From: Nicholas A. Bellinger
Date: Fri Mar 18 2011 - 19:48:12 EST


On Fri, 2011-03-18 at 15:40 +0100, Christoph Hellwig wrote:
> On Thu, Mar 17, 2011 at 02:53:07PM -0700, Nicholas A. Bellinger wrote:
> > From: Nicholas Bellinger <nab@xxxxxxxxxxxxxxx>
> >
> > This patch adds iscsi_target.[c,h] containing the main iSCSI Request and
> > Response PDU state machines and accompanying infrastructure code and
> > base iscsi_target_core.h include for iscsi_target_mod. This includes
> > support for all defined iSCSI operation codes from RFC-3720 Section
> > 10.2.1.2 and primary state machines for per struct iscsi_conn RX/TX
> > threads.
> >
> > Signed-off-by: Nicholas A. Bellinger <nab@xxxxxxxxxxxxxxx>
> > ---
> > drivers/target/iscsi/iscsi_target.c | 5371 ++++++++++++++++++++++++++++++
> > drivers/target/iscsi/iscsi_target.h | 45 +
> > drivers/target/iscsi/iscsi_target_core.h | 888 +++++
> > 3 files changed, 6304 insertions(+), 0 deletions(-)
> > create mode 100644 drivers/target/iscsi/iscsi_target.c
> > create mode 100644 drivers/target/iscsi/iscsi_target.h
> > create mode 100644 drivers/target/iscsi/iscsi_target_core.h
>
> > +static struct iscsi_np *iscsit_get_np(
> > + unsigned char *ipv6,
> > + u32 ipv4,
> > + u16 port,
> > + int network_transport)
>
> > + if (ipv6 != NULL) {
> > + p = (void *)&np->np_ipv6[0];
> > + ip = (void *)ipv6;
> > + net_size = IPV6_ADDRESS_SPACE;
> > + } else {
> > + p = (void *)&np->np_ipv4;
> > + ip = (void *)&ipv4;
> > + net_size = IPV4_ADDRESS_SPACE;
> > + }
> > +
> > + if (!memcmp(p, ip, net_size) && (np->np_port == port) &&
>
> All this opencoded handling of IPV4 vs IPV6 address is still quite a mess.
>
> What's the problem with always passing around a struct sockaddr, and then
> have helpers that treat it like a sockaddr_in or sockaddr_in6 depending
> on the ->ss_family field? That's what at least the iSCSI initiator and
> NFS client and server do.
>

<nod>, will get this converted over to follow existing code.

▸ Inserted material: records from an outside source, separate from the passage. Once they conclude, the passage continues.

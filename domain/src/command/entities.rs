//! Command domain entities

use serde::{Deserialize, Serialize};
use serde_json::{Map, Value};

/// Argument values of a command, keyed by parameter name.
pub type Params = Map<String, Value>;

/// Declared type of a command parameter.
///
/// Unknown type names deserialize as [`ParamType::Any`].
#[derive(Debug, Clone, Copy, PartialEq, Eq, Hash, Default, Serialize, Deserialize)]
#[serde(rename_all = "lowercase")]
pub enum ParamType {
    #[default]
    Str,
    Int,
    Float,
    Bool,
    Dict,
    List,
    Enum,
    Text,
    #[serde(other)]
    Any,
}

impl ParamType {
    pub fn as_str(&self) -> &'static str {
        match self {
            ParamType::Str => "str",
            ParamType::Int => "int",
            ParamType::Float => "float",
            ParamType::Bool => "bool",
            ParamType::Dict => "dict",
            ParamType::List => "list",
            ParamType::Enum => "enum",
            ParamType::Text => "text",
            ParamType::Any => "any",
        }
    }

    /// JSON-Schema type used for native function calling.
    pub fn json_schema_type(&self) -> &'static str {
        match self {
            ParamType::Str | ParamType::Enum | ParamType::Text | ParamType::Any => "string",
            ParamType::Int => "integer",
            ParamType::Bool => "boolean",
            ParamType::Dict => "object",
            ParamType::Float => "number",
            ParamType::List => "array",
        }
    }
}

impl std::fmt::Display for ParamType {
    fn fmt(&self, f: &mut std::fmt::Formatter<'_>) -> std::fmt::Result {
        write!(f, "{}", self.as_str())
    }
}

/// Parameter specification for a command
#[derive(Debug, Clone, PartialEq, Serialize, Deserialize)]
pub struct Param {
    /// Parameter name, unique within a descriptor
    pub name: String,
    /// Declared type
    #[serde(rename = "type", default)]
    pub param_type: ParamType,
    /// Human-readable description; `None` when the plugin left it out
    #[serde(default, skip_serializing_if = "Option::is_none")]
    pub description: Option<String>,
    /// Whether this parameter is required
    #[serde(default)]
    pub required: bool,
    /// Default value shown to the model
    #[serde(default, skip_serializing_if = "Option::is_none")]
    pub default: Option<Value>,
    /// Allowed values: a list, or a mapping whose keys (or nested keys) are the values
    #[serde(rename = "enum", default, skip_serializing_if = "Option::is_none")]
    pub enum_values: Option<Value>,
}

impl Param {
    pub fn new(name: impl Into<String>, description: impl Into<String>, required: bool) -> Self {
        Self {
            name: name.into(),
            param_type: ParamType::Str,
            description: Some(description.into()),
            required,
            default: None,
            enum_values: None,
        }
    }

    pub fn with_type(mut self, param_type: ParamType) -> Self {
        self.param_type = param_type;
        self
    }

    pub fn with_default(mut self, default: impl Into<Value>) -> Self {
        self.default = Some(default.into());
        self
    }

    pub fn with_enum(mut self, values: impl Into<Value>) -> Self {
        self.enum_values = Some(values.into());
        self
    }

    /// Description text, empty when absent.
    pub fn description(&self) -> &str {
        self.description.as_deref().unwrap_or_default()
    }
}

/// Definition of a command a plugin makes available to the model
#[derive(Debug, Clone, PartialEq, Serialize, Deserialize)]
pub struct CommandDescriptor {
    /// Unique command name (e.g., "read_file")
    pub cmd: String,
    /// Help text shown to the model; `None` when the plugin left it out
    #[serde(default, skip_serializing_if = "Option::is_none")]
    pub instruction: Option<String>,
    /// Parameter specifications
    #[serde(default)]
    pub params: Vec<Param>,
}

impl CommandDescriptor {
    pub fn new(cmd: impl Into<String>, instruction: impl Into<String>) -> Self {
        Self {
            cmd: cmd.into(),
            instruction: Some(instruction.into()),
            params: Vec::new(),
        }
    }

    pub fn with_param(mut self, param: Param) -> Self {
        self.params.push(param);
        self
    }

    /// Instruction text, empty when absent.
    pub fn instruction(&self) -> &str {
        self.instruction.as_deref().unwrap_or_default()
    }

    /// Names of parameters marked as required, in declaration order.
    pub fn required_params(&self) -> impl Iterator<Item = &str> {
        self.params
            .iter()
            .filter(|p| p.required)
            .map(|p| p.name.as_str())
    }
}

/// A concrete command to execute: name plus argument values.
///
/// This is the canonical form every other representation converts to and
/// from. `id` is only set when the invocation came from a native tool call
/// and must be echoed back with its output.
#[derive(Debug, Clone, PartialEq, Serialize, Deserialize)]
pub struct CommandInvocation {
    /// Command name
    pub cmd: String,
    /// Arguments passed to the command
    #[serde(default)]
    pub params: Params,
    /// Provider-assigned tool call ID
    #[serde(default, skip_serializing_if = "Option::is_none")]
    pub id: Option<String>,
}

impl CommandInvocation {
    pub fn new(cmd: impl Into<String>) -> Self {
        Self {
            cmd: cmd.into(),
            params: Params::new(),
            id: None,
        }
    }

    pub fn with_params(mut self, params: Params) -> Self {
        self.params = params;
        self
    }

    pub fn with_param(mut self, key: impl Into<String>, value: impl Into<Value>) -> Self {
        self.params.insert(key.into(), value.into());
        self
    }

    pub fn with_id(mut self, id: impl Into<String>) -> Self {
        self.id = Some(id.into());
        self
    }

    /// Drop the provider ID, leaving only `{cmd, params}`.
    pub fn without_id(mut self) -> Self {
        self.id = None;
        self
    }

    /// Get a string argument
    pub fn get_string(&self, key: &str) -> Option<&str> {
        self.params.get(key).and_then(|v| v.as_str())
    }
}

#[cfg(test)]
mod tests {
    use super::*;
    use serde_json::json;

    #[test]
    fn test_param_type_mapping() {
        assert_eq!(ParamType::Str.json_schema_type(), "string");
        assert_eq!(ParamType::Enum.json_schema_type(), "string");
        assert_eq!(ParamType::Text.json_schema_type(), "string");
        assert_eq!(ParamType::Any.json_schema_type(), "string");
        assert_eq!(ParamType::Int.json_schema_type(), "integer");
        assert_eq!(ParamType::Bool.json_schema_type(), "boolean");
        assert_eq!(ParamType::Dict.json_schema_type(), "object");
        assert_eq!(ParamType::Float.json_schema_type(), "number");
        assert_eq!(ParamType::List.json_schema_type(), "array");
    }

    #[test]
    fn test_param_defaults_on_deserialize() {
        let param: Param = serde_json::from_value(json!({"name": "path"})).unwrap();
        assert_eq!(param.param_type, ParamType::Str);
        assert!(param.description.is_none());
        assert_eq!(param.description(), "");
        assert!(!param.required);
        assert!(param.default.is_none());
        assert!(param.enum_values.is_none());
    }

    #[test]
    fn test_unknown_param_type_is_any() {
        let param: Param =
            serde_json::from_value(json!({"name": "x", "type": "datetime"})).unwrap();
        assert_eq!(param.param_type, ParamType::Any);
    }

    #[test]
    fn test_descriptor_from_plugin_json() {
        let descriptor: CommandDescriptor = serde_json::from_value(json!({
            "cmd": "read_file",
            "instruction": "Read file contents",
            "params": [
                {"name": "path", "type": "list", "description": "paths", "required": true},
                {"name": "encoding", "description": "encoding", "required": false, "default": "utf-8"}
            ]
        }))
        .unwrap();

        assert_eq!(descriptor.cmd, "read_file");
        assert_eq!(descriptor.instruction(), "Read file contents");
        assert_eq!(descriptor.params.len(), 2);
        assert_eq!(descriptor.params[0].param_type, ParamType::List);
        assert_eq!(descriptor.params[1].default, Some(json!("utf-8")));
        assert_eq!(descriptor.required_params().collect::<Vec<_>>(), vec!["path"]);
    }

    #[test]
    fn test_missing_instruction_differs_from_empty() {
        let missing: CommandDescriptor = serde_json::from_value(json!({"cmd": "ping"})).unwrap();
        assert!(missing.instruction.is_none());
        assert_eq!(missing.instruction(), "");

        let empty = CommandDescriptor::new("ping", "");
        assert_eq!(empty.instruction.as_deref(), Some(""));
        assert_eq!(
            serde_json::to_value(&empty).unwrap(),
            json!({"cmd": "ping", "instruction": "", "params": []})
        );
    }

    #[test]
    fn test_invocation_serializes_without_id() {
        let invocation = CommandInvocation::new("read_file").with_param("path", "a.txt");
        let json = serde_json::to_string(&invocation).unwrap();
        assert_eq!(json, r#"{"cmd":"read_file","params":{"path":"a.txt"}}"#);

        let with_id = invocation.clone().with_id("call_1");
        assert_eq!(with_id.id.as_deref(), Some("call_1"));
        assert_eq!(with_id.without_id(), invocation);
    }

    #[test]
    fn test_invocation_accessors() {
        let invocation = CommandInvocation::new("read_file").with_param("path", "a.txt");
        assert_eq!(invocation.get_string("path"), Some("a.txt"));
        assert_eq!(invocation.get_string("missing"), None);
    }
}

> > +int iscsit_del_np_thread(struct iscsi_np *np)
> > +{
> > + spin_lock_bh(&np->np_thread_lock);
> > + np->np_thread_state = ISCSI_NP_THREAD_SHUTDOWN;
> > + atomic_set(&np->np_shutdown, 1);
> > + spin_unlock_bh(&np->np_thread_lock);
> > +
> > + if (np->np_thread) {
> > + /*
> > + * We need to send the signal to wakeup Linux/Net
> > + * sock_accept()..
> > + */
> > + send_sig(SIGINT, np->np_thread, 1);
> > + kthread_stop(np->np_thread);
> > + }
>
> What's the point of np_shutdown and the thread_state?
>

np_shutdown is used in a handful of places external to
iscsi_target_login_thread() context to skip processing of iscsi_np while
the shutdown is happening.

> kthread_should_stop() returns true if the thread should stop, so
> it can replace the shutdown check.

Ok, I will drop np_shutdown and just check thread_state for these
handful of cases outside of iscsi_target_login_thread() context
currently checking for iscsi_np->np_shutdown..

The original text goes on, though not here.